Proclaim WARRIOR Status.

Pluck the dead day lilies. The goldfish orange ones, crumpled, and still wet with death.

Press down hard when you sign the document for the multiple-color copies. [No. We’re sorry. No e-sign–and extra postage will be required.]

[Please note: you will also need the original manuscript certified by a licensed notary in your town. In person. Please bring five forms of picture ID. [See Appendix J for list of acceptable proof of identity.]]

Count the days until winter with as much bravado as humanly possible.
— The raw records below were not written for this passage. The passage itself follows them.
//! CLI layer - Command-line interface
//!
//! Contains argument parsing, output formatting, signal handling,
//! key input, the control socket and the recorder runner.

pub mod app;
pub mod args;
pub mod config_cmd;
pub mod control_cmd;
pub mod keyboard;
pub mod pid_file;
pub mod presenter;
pub mod signals;
pub mod socket;

// Re-export commonly used types
pub use app::{load_merged_config, run_recorder, EXIT_ERROR, EXIT_SUCCESS, EXIT_USAGE_ERROR};
pub use args::{Cli, Commands, ConfigAction, ControlAction, RecordOptions};
pub use control_cmd::handle_control_command;
pub use presenter::Presenter;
Well, someone like you.

Winterize your favorite bench now as you will miss living outside on the garden patio.

Bench more weights for upper-body strength. Yes, you are deteriorating. Don’t whine.

Wait for T.S. Eliot to talk again.

Talk to the chipmunk who lives in your living room garage. Tell it to be very wary of the beautiful apricot fox sighted with a gyrating squirrel in its mouth as it trotted through the width of the property.

Outfox your demons that conspire against you while you are hardly sleeping.

Demonize your fears that gather at your footfall when you stand.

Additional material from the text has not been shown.